Diamond formation from small-volume melts or COH fluids. Mantle eclogites are dominantly LREE-depleted, indicative of partial melt loss without subsequent re-enrichment. This is gauged by normalization to a putative low-pressure protolith with flat REEN patterns, such as NMORB, and equally applicable to oceanic crust formed from a higher melt fraction, such as picrite. A sizable proportion of bulk high-Mg eclogites and pyroxenites (37%) show LREE-enrichment (Nd/YbNMORB or La/SmNMORB > 1), accompanied by a lowering of Jd (Fig. 43) and also of Ca# in garnet, which are both hallmarks of metasomatism by kimberlite-like melt (Aulbach et al. 2020a). As the lowering of garnet Ca# is accompanied by decreased partitioning of many incompatible elements into garnet, this leads to weak signatures of metasomatism based on trace elements in garnet alone (Aulbach et al. 2020a). From an fO2 perspective, carbonated silicate melts, such as kimberlite, are stable to lower fO2 than pure carbonatite (Fig. 40b), allowing for coexistence of melts with dilute carbonate content and diamond over a large fO2 range (Stagno et al. 2015; Mikhailenko et al. 2020). The ability of kimberlite-like melt to be stable with eclogite to lower fO2 than with peridotite implies carbon mobility over a wider range of conditions, and may thus help explain the overabundance of eclogitic relative to peridotitic diamonds (Stagno et al. 2015). In addition, small-volume melts (like kimberlite) or fluids imparting LREE-enrichment are important drivers of diamond formation in peridotite source rocks (Stachel et al. 2004; Stachel and Luth 2015; this work). However, less than a quarter of eclogitic-pyroxenitic bulk rocks reconstructed from inclusions (23%) show LREE-enrichment and associated high LREEN/HREEN (Fig. 43), the hallmark of mantle metasomatism by diamond-forming CHO-fluids and small-volume melts in peridotite. Thus, although the trace-element database for eclogitic/pyroxenitic inclusions in diamond is limited, it appears that diamond formation in the eclogite system is not dominantly linked to a typical mantle metasomatic signature.

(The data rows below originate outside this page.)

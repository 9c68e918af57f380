//! Blockfall — discrete-grid falling-block simulation engine.
//!
//! A [`Simulation`] owns a fixed-size [`Arena`], zero or more falling
//! [`Piece`]s and a spawn [`Scheduler`]. Hosts call [`Simulation::step`] with
//! the elapsed time and read [`Simulation::arena_snapshot`] and
//! [`Simulation::active_pieces`] to render. The engine performs no I/O.
//!
//! ```
//! use blockfall::{EngineConfig, Simulation, SpawnMode};
//!
//! let config = EngineConfig {
//!     spawn_mode: SpawnMode::Interval { interval_ms: 500 },
//!     seed: Some(42),
//!     ..EngineConfig::default()
//! };
//! let mut sim = Simulation::new(12, 22, config).unwrap();
//! for _ in 0..600 {
//!     sim.step(1.0 / 60.0);
//! }
//! assert!(sim.stats().pieces_spawned > 0);
//! ```

pub mod arena;
pub mod collision;
pub mod config;
pub mod engine;
pub mod piece;
pub mod scheduler;
pub mod shape;

pub use arena::{Arena, ArenaSnapshot, Cell};
pub use collision::{collides, merge};
pub use config::{ConfigError, EngineConfig, Motion, Placement, SpawnMode};
pub use engine::{SimStats, Simulation, SpawnOutcome};
pub use piece::{Piece, PieceSnapshot};
pub use scheduler::{FillEntry, FillPhase, Scheduler, fill_sequence};
pub use shape::{COLOR_TAGS, ColorTag, ShapeKind};
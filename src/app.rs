//! App: terminal init, main loop, stepping and key handling.

use crate::Args;
use crate::input::{Action, key_to_action};
use crate::theme::Theme;
use crate::ui::{self, HostStatus};
use anyhow::{Context, Result};
use blockfall::{EngineConfig, Simulation};
use crossterm::event::{self, Event, KeyEventKind};
use ratatui::DefaultTerminal;
use std::time::{Duration, Instant};
use tachyonfx::Effect;

const MIN_TIME_SCALE: f64 = 0.25;
const MAX_TIME_SCALE: f64 = 8.0;
/// Longest frame delta fed to the engine; a stalled terminal must not teleport pieces.
const MAX_FRAME_DELTA: Duration = Duration::from_millis(250);

pub struct App {
    args: Args,
    config: EngineConfig,
    theme: Theme,
    sim: Simulation,
    paused: bool,
    time_scale: f64,
    started: Instant,
    last_frame: Instant,
    /// Overflows + cycles seen so far; a rise starts the flash.
    wipes_seen: u64,
    /// TachyonFX flash for arena wipes (created when a wipe is seen).
    wipe_effect: Option<Effect>,
    /// Last time we processed the wipe effect (for delta).
    wipe_effect_process_time: Option<Instant>,
}

impl App {
    pub fn new(args: Args, config: EngineConfig, theme: Theme) -> Result<Self> {
        let sim = Simulation::new(args.width, args.height, config.clone())
            .context("invalid simulation settings")?;
        let now = Instant::now();
        Ok(Self {
            args,
            config,
            theme,
            sim,
            paused: false,
            time_scale: 1.0,
            started: now,
            last_frame: now,
            wipes_seen: 0,
            wipe_effect: None,
            wipe_effect_process_time: None,
        })
    }

    fn wipe_count(&self) -> u64 {
        let stats = self.sim.stats();
        stats.overflows + stats.cycles
    }

    fn reset(&mut self) {
        self.sim.reset();
        self.wipes_seen = self.wipe_count();
        self.wipe_effect = None;
        self.wipe_effect_process_time = None;
        self.started = Instant::now();
    }

    /// Returns false when the app should exit.
    fn apply_action(&mut self, action: Action) -> bool {
        match action {
            Action::Quit => return false,
            Action::Pause => self.paused = !self.paused,
            Action::Reset => self.reset(),
            Action::Faster => self.time_scale = (self.time_scale * 2.0).min(MAX_TIME_SCALE),
            Action::Slower => self.time_scale = (self.time_scale / 2.0).max(MIN_TIME_SCALE),
            Action::None => {}
        }
        true
    }

    /// Advance the engine by the frame's wall time, scaled.
    fn advance(&mut self, now: Instant) {
        let dt = now.saturating_duration_since(self.last_frame).min(MAX_FRAME_DELTA);
        self.last_frame = now;
        if self.paused {
            return;
        }
        self.sim.step(dt.as_secs_f64() * self.time_scale);

        let wipes = self.wipe_count();
        if wipes > self.wipes_seen {
            log::debug!("arena wiped ({wipes} total)");
            if !self.args.no_animation {
                self.wipe_effect = Some(ui::wipe_flash(&self.theme));
                self.wipe_effect_process_time = None;
            }
        }
        self.wipes_seen = wipes;
    }

    pub fn run(&mut self) -> Result<()> {
        use crossterm::{
            execute,
            terminal::{
                EnterAlternateScreen, LeaveAlternateScreen, disable_raw_mode, enable_raw_mode, size,
            },
        };

        enable_raw_mode()?;
        let mut stdout = std::io::stdout();
        execute!(stdout, EnterAlternateScreen)?;
        let mut terminal =
            ratatui::DefaultTerminal::new(ratatui::backend::CrosstermBackend::new(stdout))?;

        // Shrink the arena to the terminal; respect --width/--height when they fit
        let (term_cols, term_rows) = size()?;
        let (fit_w, fit_h) = ui::max_arena_cells_for_terminal(term_cols, term_rows);
        let width = self.args.width.min(fit_w);
        let height = self.args.height.min(fit_h);
        let result = self.resize_arena(width, height).and_then(|()| self.run_loop(&mut terminal));

        // Restore
        execute!(std::io::stdout(), LeaveAlternateScreen)?;
        disable_raw_mode()?;

        result
    }

    fn resize_arena(&mut self, width: u16, height: u16) -> Result<()> {
        if width as usize == self.sim.width() && height as usize == self.sim.height() {
            return Ok(());
        }
        log::info!(
            "terminal too small for {}x{}, using {width}x{height}",
            self.args.width,
            self.args.height
        );
        self.sim = Simulation::new(width, height, self.config.clone())
            .context("arena does not fit the terminal")?;
        Ok(())
    }

    fn run_loop(&mut self, terminal: &mut DefaultTerminal) -> Result<()> {
        let frame_duration = Duration::from_secs_f64(1.0 / self.args.frame_rate.clamp(1.0, 240.0));
        self.last_frame = Instant::now();
        loop {
            let now = Instant::now();
            self.advance(now);

            let status = HostStatus {
                paused: self.paused,
                time_scale: self.time_scale,
                running_secs: now.saturating_duration_since(self.started).as_secs(),
            };
            terminal.draw(|f| {
                let area = f.area();
                ui::draw(
                    f,
                    &self.sim,
                    &self.theme,
                    status,
                    area,
                    &mut self.wipe_effect,
                    &mut self.wipe_effect_process_time,
                    now,
                );
            })?;

            let timeout = frame_duration.saturating_sub(now.elapsed());
            if event::poll(timeout)? {
                while event::poll(Duration::ZERO)? {
                    if let Event::Key(key) = event::read()? {
                        // Ignore repeats and releases.
                        if key.kind != KeyEventKind::Press {
                            continue;
                        }
                        if !self.apply_action(key_to_action(key)) {
                            return Ok(());
                        }
                    }
                }
            }
        }
    }
}

#[cfg(test)]
mod tests {
    use super::*;
    use clap::Parser;

    fn app(extra: &[&str]) -> App {
        let mut argv = vec!["blockfall"];
        argv.extend_from_slice(extra);
        let args = Args::parse_from(argv);
        let config = args.engine_config();
        App::new(args, config, Theme::default()).unwrap()
    }

    #[test]
    fn test_speed_is_clamped() {
        let mut app = app(&[]);
        for _ in 0..10 {
            app.apply_action(Action::Faster);
        }
        assert_eq!(app.time_scale, MAX_TIME_SCALE);
        for _ in 0..10 {
            app.apply_action(Action::Slower);
        }
        assert_eq!(app.time_scale, MIN_TIME_SCALE);
    }

    #[test]
    fn test_pause_freezes_the_engine() {
        let mut app = app(&["--seed", "1"]);
        assert!(app.apply_action(Action::Pause));
        let t0 = app.last_frame;
        app.advance(t0 + Duration::from_millis(100));
        assert_eq!(app.sim.stats().elapsed_secs, 0.0);
        assert_eq!(app.sim.active_count(), 0);
    }

    #[test]
    fn test_quit_and_reset() {
        let mut app = app(&["--seed", "1"]);
        let t0 = app.last_frame;
        app.advance(t0 + Duration::from_millis(50));
        assert_eq!(app.sim.active_count(), 1);
        assert!(app.apply_action(Action::Reset));
        assert_eq!(app.sim.active_count(), 0);
        assert!(!app.apply_action(Action::Quit));
    }

    #[test]
    fn test_wipe_starts_flash() {
        let mut app = app(&["--mode", "fill", "--width", "2", "--height", "1", "--pause-ms", "10"]);
        let mut t = app.last_frame;
        for _ in 0..40 {
            t += Duration::from_millis(100);
            app.advance(t);
        }
        assert!(app.sim.stats().cycles >= 1);
        assert!(app.wipe_effect.is_some() || app.wipes_seen >= 1);
        assert_eq!(app.wipes_seen, app.wipe_count());
    }

    #[test]
    fn test_resize_rebuilds_simulation() {
        let mut app = app(&["--width", "10", "--height", "20"]);
        app.resize_arena(6, 8).unwrap();
        assert_eq!((app.sim.width(), app.sim.height()), (6, 8));
    }
}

Diamond formation during subduction. Age distributions (Smit et al. 2022) suggest formation of the first eclogitic diamond populations in or associated with Archean (Kalahari Craton) and Paleoproterozoic (Slave craton) subduction zones, perhaps linked to the onset of plate tectonics at ~ 3 Ga (Shirey and Richardson 2011). This initial formation was followed by renewed growth or formation of eclogitic diamond during Proterozoic tectonothermal events, up to at least the Mesozoic (Timmerman et al. 2017). The coincidence of eclogite xenolith ages with eclogitic diamond ages and with craton amalgamation in the Kaapvaal craton (ca. 3.0–2.9 Ga) and with collision at the craton margin in the Slave craton (ca. 1.9 Ga) is most readily explained by interaction of oceanic crust with C-bearing fluids liberated in subduction zones. The median composition of diamondiferous eclogites is most similar to that of barren gabbroic eclogites with respect to strong positive Eu anomalies and LREE depletion (Fig. 39). The median composition of whole rocks reconstructed from eclogitic inclusions does not have as strong a gabbroic character and is more similar to barren high-Ca eclogite. The MREEN–HREEN patterns of bulk rocks reconstructed from both eclogitic and pyroxenitic inclusions show marked positive slopes that cut across the flatter pattern of high-Ca eclogite (Fig. 39), resulting in high NMORB-normalized Yb/Gd. This slope is unlike that of potential protoliths and can also not be achieved by extraction of partial melt (modelled compositions in Fig. 39b). Similar patterns have been ascribed to disequilibrium processes involving large fluid volumes, such as those encountered in subduction zones (Aulbach et al. 2020b). In particular, serpentinite has been implicated as a major fluid source in subducting slabs (Rüpke et al. 2004), and disequilibrium REEN patterns with LREE–MREE depletion and HREE enrichment have been observed in orogenic eclogites affected by fluids derived from deserpentization (Beinlich et al. 2010). In this scenario, the low LREE contents of diamondiferous eclogites and inclusions need not be (solely) due to melt extraction, but can result from auto-metasomatism (i.e., fluid indigenous to the slab), whereby the compatible HREE partition into garnet, and the incompatible LREE are removed with the fluid (Aulbach et al. 2020b).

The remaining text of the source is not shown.